Your instructions >> Go over the records and copy every line with the string "SetStatusRequest".

Material provided >>
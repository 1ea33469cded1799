/// Authentication endpoints
///
/// # Endpoints
///
/// - `POST /v1/auth/register` - Register a new user (gets the employee role)
/// - `POST /v1/auth/login` - Login and get a token pair
/// - `POST /v1/auth/refresh` - Exchange a refresh token for a new pair
/// - `GET  /v1/auth/me` - Current user with roles
/// - `POST /v1/auth/logout` - Stateless acknowledgement
use crate::{
    app::AppState,
    error::{ApiError, ApiResult},
};
use axum::{extract::State, http::StatusCode, Extension, Json};
use crewcall_shared::{
    auth::{jwt, middleware::AuthContext, password},
    models::{
        role::{Role, RoleName},
        user::{CreateUser, User},
    },
};
use serde::{Deserialize, Serialize};
use serde_json::json;
use validator::Validate;

/// Register request
#[derive(Debug, Deserialize, Validate)]
pub struct RegisterRequest {
    /// Email address
    #[validate(email(message = "Invalid email format"))]
    pub email: String,

    /// Password (also checked for strength)
    #[validate(length(min = 8, message = "Password must be at least 8 characters"))]
    pub password: String,

    /// Given name
    #[validate(length(min = 1, max = 100, message = "First name must be 1-100 characters"))]
    pub first_name: String,

    /// Family name
    #[validate(length(min = 1, max = 100, message = "Last name must be 1-100 characters"))]
    pub last_name: String,

    /// Optional phone number
    #[validate(length(max = 50, message = "Phone must be at most 50 characters"))]
    pub phone: Option<String>,
}

/// Login request
#[derive(Debug, Deserialize, Validate)]
pub struct LoginRequest {
    /// Email address
    #[validate(email(message = "Invalid email format"))]
    pub email: String,

    /// Password
    pub password: String,
}

/// Refresh token request
#[derive(Debug, Deserialize)]
pub struct RefreshRequest {
    /// Refresh token
    pub refresh_token: String,
}

/// Response carrying the user, their roles, and a token pair
#[derive(Debug, Serialize)]
pub struct AuthResponse {
    /// The authenticated user (password hash never serialized)
    pub user: User,

    /// Role names held by the user
    pub roles: Vec<RoleName>,

    /// Access token (15m)
    pub access_token: String,

    /// Refresh token (7d)
    pub refresh_token: String,
}

/// Current-user response
#[derive(Debug, Serialize)]
pub struct MeResponse {
    pub user: User,
    pub roles: Vec<RoleName>,
}

fn role_strings(roles: &[RoleName]) -> Vec<String> {
    roles.iter().map(|r| r.to_string()).collect()
}

/// Register a new user
///
/// Creates the account, grants the `employee` role, and returns the user
/// with a fresh token pair, 201.
///
/// # Errors
///
/// - `422`: request validation failed
/// - `400`: password too weak
/// - `409`: email already registered
pub async fn register(
    State(state): State<AppState>,
    Json(req): Json<RegisterRequest>,
) -> ApiResult<(StatusCode, Json<AuthResponse>)> {
    req.validate()?;
    password::validate_password_strength(&req.password)?;

    let password_hash = password::hash_password(&req.password)?;

    let user = User::create(
        &state.db,
        CreateUser {
            email: req.email,
            password_hash,
            first_name: req.first_name,
            last_name: req.last_name,
            phone: req.phone,
        },
    )
    .await?;

    Role::grant_to_user(&state.db, user.id, RoleName::Employee).await?;
    let roles = vec![RoleName::Employee];

    let pair = jwt::issue_token_pair(
        user.id,
        &user.email,
        role_strings(&roles),
        state.jwt_secret(),
    )?;

    Ok((
        StatusCode::CREATED,
        Json(AuthResponse {
            user,
            roles,
            access_token: pair.access_token,
            refresh_token: pair.refresh_token,
        }),
    ))
}

/// Login with email and password
///
/// A wrong email and a wrong password both return the same 401 so account
/// existence is not leaked.
pub async fn login(
    State(state): State<AppState>,
    Json(req): Json<LoginRequest>,
) -> ApiResult<Json<AuthResponse>> {
    req.validate()?;

    let user = User::find_by_email(&state.db, &req.email)
        .await?
        .ok_or_else(|| ApiError::Unauthorized("Invalid email or password".to_string()))?;

    let valid = password::verify_password(&req.password, &user.password_hash)?;
    if !valid {
        return Err(ApiError::Unauthorized(
            "Invalid email or password".to_string(),
        ));
    }

    User::touch_last_login(&state.db, user.id).await?;

    let roles = Role::list_for_user(&state.db, user.id).await?;
    let pair = jwt::issue_token_pair(
        user.id,
        &user.email,
        role_strings(&roles),
        state.jwt_secret(),
    )?;

    Ok(Json(AuthResponse {
        user,
        roles,
        access_token: pair.access_token,
        refresh_token: pair.refresh_token,
    }))
}

/// Exchange a refresh token for a new token pair
///
/// Roles are re-read from the database, so role changes take effect on the
/// next refresh rather than waiting for the token to expire.
pub async fn refresh(
    State(state): State<AppState>,
    Json(req): Json<RefreshRequest>,
) -> ApiResult<Json<AuthResponse>> {
    let claims = jwt::validate_refresh_token(&req.refresh_token, state.jwt_secret())?;

    let user = User::find_by_id(&state.db, claims.sub)
        .await?
        .ok_or_else(|| ApiError::Unauthorized("Account no longer exists".to_string()))?;

    let roles = Role::list_for_user(&state.db, user.id).await?;
    let pair = jwt::issue_token_pair(
        user.id,
        &user.email,
        role_strings(&roles),
        state.jwt_secret(),
    )?;

    Ok(Json(AuthResponse {
        user,
        roles,
        access_token: pair.access_token,
        refresh_token: pair.refresh_token,
    }))
}

/// Current user with roles
pub async fn me(
    State(state): State<AppState>,
    Extension(auth): Extension<AuthContext>,
) -> ApiResult<Json<MeResponse>> {
    let user = User::find_by_id(&state.db, auth.user_id)
        .await?
        .ok_or_else(|| ApiError::NotFound("User not found".to_string()))?;

    let roles = Role::list_for_user(&state.db, user.id).await?;

    Ok(Json(MeResponse { user, roles }))
}

/// Logout acknowledgement
///
/// Tokens are stateless, so there is nothing to revoke server-side; clients
/// discard their tokens.
pub async fn logout(
    Extension(auth): Extension<AuthContext>,
) -> ApiResult<Json<serde_json::Value>> {
    tracing::info!(user_id = %auth.user_id, "User logged out");

    Ok(Json(json!({ "message": "Logged out" })))
}
/// Event endpoints
///
/// # Endpoints
///
/// - `GET    /v1/events` - Filtered + paginated list
/// - `POST   /v1/events` - Create (management)
/// - `GET    /v1/events/upcoming` - Published future events (public)
/// - `GET    /v1/events/past` - Past events
/// - `GET    /v1/events/:id` - Single event with its shifts
/// - `GET    /v1/events/:id/stats` - Staffing counters (management)
/// - `PATCH  /v1/events/:id` - Partial update (management)
/// - `PATCH  /v1/events/:id/status` - Status change (admin/management)
/// - `DELETE /v1/events/:id` - Delete (admin/management)
use crate::{
    app::AppState,
    error::{ApiError, ApiResult},
};
use axum::{
    extract::{Path, Query, State},
    http::StatusCode,
    Extension, Json,
};
use chrono::{NaiveDate, NaiveTime};
use crewcall_shared::{
    auth::{
        authorization::{require_admin_or_management, require_management},
        middleware::AuthContext,
    },
    models::{
        event::{CreateEvent, Event, EventFilter, EventStats, EventStatus, UpdateEvent},
        shift::Shift,
        Page,
    },
};
use serde::{Deserialize, Serialize};
use uuid::Uuid;
use validator::Validate;

/// Create event request
#[derive(Debug, Deserialize, Validate)]
pub struct CreateEventRequest {
    #[validate(length(min = 1, max = 255, message = "Name must be 1-255 characters"))]
    pub name: String,

    pub event_date: NaiveDate,
    pub start_time: NaiveTime,
    pub end_time: NaiveTime,

    #[validate(length(max = 255, message = "Location name must be at most 255 characters"))]
    pub location_name: Option<String>,
    pub address: Option<String>,
    pub city: Option<String>,
    pub postal_code: Option<String>,
    pub latitude: Option<f64>,
    pub longitude: Option<f64>,
    pub what3words: Option<String>,
    pub contact_person: Option<String>,
    pub contact_phone: Option<String>,

    #[validate(email(message = "Invalid contact email"))]
    pub contact_email: Option<String>,
    pub description: Option<String>,
    pub notes: Option<String>,

    #[validate(range(min = 0, message = "Expected attendees cannot be negative"))]
    pub expected_attendees: Option<i32>,
}

impl From<CreateEventRequest> for CreateEvent {
    fn from(req: CreateEventRequest) -> Self {
        CreateEvent {
            name: req.name,
            event_date: req.event_date,
            start_time: req.start_time,
            end_time: req.end_time,
            location_name: req.location_name,
            address: req.address,
            city: req.city,
            postal_code: req.postal_code,
            latitude: req.latitude,
            longitude: req.longitude,
            what3words: req.what3words,
            contact_person: req.contact_person,
            contact_phone: req.contact_phone,
            contact_email: req.contact_email,
            description: req.description,
            notes: req.notes,
            expected_attendees: req.expected_attendees,
        }
    }
}

/// Status change request
#[derive(Debug, Deserialize)]
pub struct SetStatusRequest {
    pub status: EventStatus,
}

/// Limit parameter for the upcoming/past listings
#[derive(Debug, Deserialize)]
pub struct LimitQuery {
    pub limit: Option<i64>,
}

impl LimitQuery {
    fn limit(&self) -> i64 {
        self.limit.unwrap_or(10).clamp(1, 100)
    }
}

/// Event with its shifts, for the detail view
#[derive(Debug, Serialize)]
pub struct EventDetail {
    #[serde(flatten)]
    pub event: Event,
    pub shifts: Vec<Shift>,
}

/// Filtered + paginated event listing
pub async fn list_events(
    State(state): State<AppState>,
    Query(filter): Query<EventFilter>,
) -> ApiResult<Json<Page<Event>>> {
    let page = Event::list(&state.db, &filter).await?;
    Ok(Json(page))
}

/// Create an event (management tier)
pub async fn create_event(
    State(state): State<AppState>,
    Extension(auth): Extension<AuthContext>,
    Json(req): Json<CreateEventRequest>,
) -> ApiResult<(StatusCode, Json<Event>)> {
    require_management(&auth)?;
    req.validate()?;

    let event = Event::create(&state.db, req.into()).await?;

    tracing::info!(event_id = %event.id, created_by = %auth.user_id, "Event created");
    Ok((StatusCode::CREATED, Json(event)))
}

/// Published events dated today or later (public)
pub async fn upcoming_events(
    State(state): State<AppState>,
    Query(query): Query<LimitQuery>,
) -> ApiResult<Json<Vec<Event>>> {
    let events = Event::upcoming(&state.db, query.limit()).await?;
    Ok(Json(events))
}

/// Events dated before today, newest first
pub async fn past_events(
    State(state): State<AppState>,
    Query(query): Query<LimitQuery>,
) -> ApiResult<Json<Vec<Event>>> {
    let events = Event::past(&state.db, query.limit()).await?;
    Ok(Json(events))
}

/// Single event with its shifts
pub async fn get_event(
    State(state): State<AppState>,
    Path(id): Path<Uuid>,
) -> ApiResult<Json<EventDetail>> {
    let event = Event::find_by_id(&state.db, id)
        .await?
        .ok_or_else(|| ApiError::NotFound("Event not found".to_string()))?;

    let shifts = Shift::list_for_event(&state.db, id).await?;

    Ok(Json(EventDetail { event, shifts }))
}

/// Staffing counters for an event (management tier)
pub async fn event_stats(
    State(state): State<AppState>,
    Extension(auth): Extension<AuthContext>,
    Path(id): Path<Uuid>,
) -> ApiResult<Json<EventStats>> {
    require_management(&auth)?;

    let stats = Event::stats(&state.db, id)
        .await?
        .ok_or_else(|| ApiError::NotFound("Event not found".to_string()))?;

    Ok(Json(stats))
}

/// Partial update (management tier)
pub async fn update_event(
    State(state): State<AppState>,
    Extension(auth): Extension<AuthContext>,
    Path(id): Path<Uuid>,
    Json(data): Json<UpdateEvent>,
) -> ApiResult<Json<Event>> {
    require_management(&auth)?;

    let event = Event::update(&state.db, id, data)
        .await?
        .ok_or_else(|| ApiError::NotFound("Event not found".to_string()))?;

    Ok(Json(event))
}

/// Status change (admin or management)
pub async fn set_event_status(
    State(state): State<AppState>,
    Extension(auth): Extension<AuthContext>,
    Path(id): Path<Uuid>,
    Json(req): Json<SetStatusRequest>,
) -> ApiResult<Json<Event>> {
    require_admin_or_management(&auth)?;

    let event = Event::set_status(&state.db, id, req.status)
        .await?
        .ok_or_else(|| ApiError::NotFound("Event not found".to_string()))?;

    tracing::info!(event_id = %event.id, status = event.status.as_str(), "Event status changed");
    Ok(Json(event))
}

/// Delete an event and its shifts (admin or management)
pub async fn delete_event(
    State(state): State<AppState>,
    Extension(auth): Extension<AuthContext>,
    Path(id): Path<Uuid>,
) -> ApiResult<StatusCode> {
    require_admin_or_management(&auth)?;

    let deleted = Event::delete(&state.db, id).await?;
    if !deleted {
        return Err(ApiError::NotFound("Event not found".to_string()));
    }

    tracing::info!(event_id = %id, deleted_by = %auth.user_id, "Event deleted");
    Ok(StatusCode::NO_CONTENT)
}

Result below >>
pub struct SetStatusRequest {
    Json(req): Json<SetStatusRequest>,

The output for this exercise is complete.